> [Assignment]: Return verbatim the line containing "detection service reported" together with all lines that follow it, through the end of the records.

:: Provided data

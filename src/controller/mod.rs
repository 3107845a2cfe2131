//! Submission controller module
//!
//! This module coordinates between the text input, the detection endpoint,
//! and the GUI, implementing the core submission logic.
//!
//! # Overview
//!
//! The submission controller is the single owner of client-side state:
//! - **Owns the input text**, replaced on every user edit
//! - **Drives one request at a time** to the detection endpoint
//! - **Tracks the outcome** of the last request
//! - **Publishes state snapshots** to the GUI for display
//!
//! # Architecture
//!
//! - `SubmissionController`: owns input text, request state, and the last
//!   detection report
//! - `SubmissionSnapshot`: tagged state sent to the GUI; success carries the
//!   report, failure carries a message, so the view cannot read fields that
//!   do not exist for the current state
//! - **Event-driven design**: request outcomes arrive as events from worker
//!   threads
//! - **Thread-safe**: shared behind `Arc<Mutex<>>`
//!
//! # Event Flow
//!
//! ```text
//! GUI callback → SubmissionController.submit() → worker thread → endpoint
//!                                                     ↓
//!                      RequestOutcome → event loop → SubmissionSnapshot → GUI
//! ```
//!
//! # State Machine
//!
//! Idle is the only initial state; there is no terminal state.
//!
//! 1. **submit()** while Idle, Succeeded, or Failed: transition to Pending
//!    and dispatch one request carrying the text captured at submit time.
//! 2. **submit()** while Pending: no-op. The busy flag is the sole
//!    mutual-exclusion mechanism; excess submissions are dropped, not
//!    queued.
//! 3. **Outcome: success**: replace the report, transition to Succeeded.
//! 4. **Outcome: failure**: keep the previous report untouched, transition
//!    to Failed.
//!
//! Text edited mid-flight does not affect the in-flight request.

pub mod submission_controller;

pub use submission_controller::{RequestState, SubmissionController, SubmissionSnapshot};
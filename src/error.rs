//! Error types for the TextMatch client
//!
//! This module defines all error types used throughout the application,
//! providing clear error messages and proper error propagation.
//!
//! Error variants use `#[source]` to preserve error chains for better
//! observability and debugging.

use thiserror::Error;

/// Simple error type for wrapping string messages while implementing `std::error::Error`
#[derive(Debug, Error)]
#[error("{0}")]
pub struct StringError(pub String);

impl StringError {
    /// Create a new `StringError` from a string message
    pub fn new(msg: impl Into<String>) -> Box<Self> {
        Box::new(Self(msg.into()))
    }
}

/// Main error type for the TextMatch client
#[derive(Debug, Error)]
pub enum TextMatchError {
    /// The detection endpoint could not be reached (DNS failure, refused
    /// connection, transport-layer timeout).
    /// Preserves the underlying error source for full error chain transparency
    #[error("Failed to reach the detection service: {0}")]
    TransportError(#[source] Box<dyn std::error::Error + Send + Sync>),

    /// The detection endpoint answered with a non-success HTTP status
    #[error("Detection service returned HTTP status {status}")]
    ProtocolError {
        /// HTTP status code returned by the endpoint
        status: u16,
    },

    /// A success response carried a body that does not match the wire contract.
    /// Preserves the underlying error source for full error chain transparency
    #[error("Detection service returned an unrecognized response: {0}")]
    MalformedResponse(#[source] Box<dyn std::error::Error + Send + Sync>),

    /// Configuration error
    /// Preserves the underlying error source for full error chain transparency
    #[error("Configuration error: {0}")]
    ConfigError(#[source] Box<dyn std::error::Error + Send + Sync>),

    /// GUI error
    /// Preserves the underlying error source for full error chain transparency
    #[error("GUI error: {0}")]
    GuiError(#[source] Box<dyn std::error::Error + Send + Sync>),

    /// IO error
    #[error("IO error: {0}")]
    IoError(#[from] std::io::Error),

    /// JSON serialization/deserialization error
    #[error("JSON error: {0}")]
    JsonError(#[from] serde_json::Error),
}

/// Result type alias for TextMatch operations
pub type Result<T> = std::result::Result<T, TextMatchError>;

/// Convert an error to a user-friendly message
///
/// This function takes a `TextMatchError` and returns a message suitable
/// for displaying to end users in the window or in error dialogs.
pub fn get_user_friendly_error(error: &TextMatchError) -> String {
    match error {
        TextMatchError::TransportError(_) => "Could not reach the detection service.\n\n\
             Please check:\n\
             - Your network connection\n\
             - That the TextMatch service is running\n\
             - The configured endpoint URL"
            .to_string(),
        TextMatchError::ProtocolError { status } => {
            format!(
                "The detection service reported an error (HTTP {status}).\n\n\
                 The service may be overloaded or misconfigured.\n\
                 Try submitting your text again in a moment."
            )
        }
        TextMatchError::MalformedResponse(_) => "The detection service sent a response \
             this client does not understand.\n\n\
             The service may be running an incompatible version.\n\
             Please update both the client and the service."
            .to_string(),
        TextMatchError::ConfigError(_) => "Failed to load or save configuration.\n\n\
             Your settings may not persist.\n\
             Check that you have write permissions to:\n\
             %APPDATA%\\TextMatch"
            .to_string(),
        TextMatchError::GuiError(_) => "Failed to initialize the user interface.\n\n\
             Please ensure your graphics drivers are up to date."
            .to_string(),
        TextMatchError::IoError(e) => {
            format!(
                "A file system error occurred:\n\n{e}\n\n\
                 Please check file permissions and disk space."
            )
        }
        TextMatchError::JsonError(e) => {
            format!(
                "Configuration file is corrupted:\n\n{e}\n\n\
                 The application will use default settings."
            )
        }
    }
}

::::

> [Answer space]:
                "The detection service reported an error (HTTP {status}).\n\n\
                 The service may be overloaded or misconfigured.\n\
                 Try submitting your text again in a moment."
            )
        }
        TextMatchError::MalformedResponse(_) => "The detection service sent a response \
             this client does not understand.\n\n\
             The service may be running an incompatible version.\n\
             Please update both the client and the service."
            .to_string(),
        TextMatchError::ConfigError(_) => "Failed to load or save configuration.\n\n\
             Your settings may not persist.\n\
             Check that you have write permissions to:\n\
             %APPDATA%\\TextMatch"
            .to_string(),
        TextMatchError::GuiError(_) => "Failed to initialize the user interface.\n\n\
             Please ensure your graphics drivers are up to date."
            .to_string(),
        TextMatchError::IoError(e) => {
            format!(
                "A file system error occurred:\n\n{e}\n\n\
                 Please check file permissions and disk space."
            )
        }
        TextMatchError::JsonError(e) => {
            format!(
                "Configuration file is corrupted:\n\n{e}\n\n\
                 The application will use default settings."
            )
        }
    }
}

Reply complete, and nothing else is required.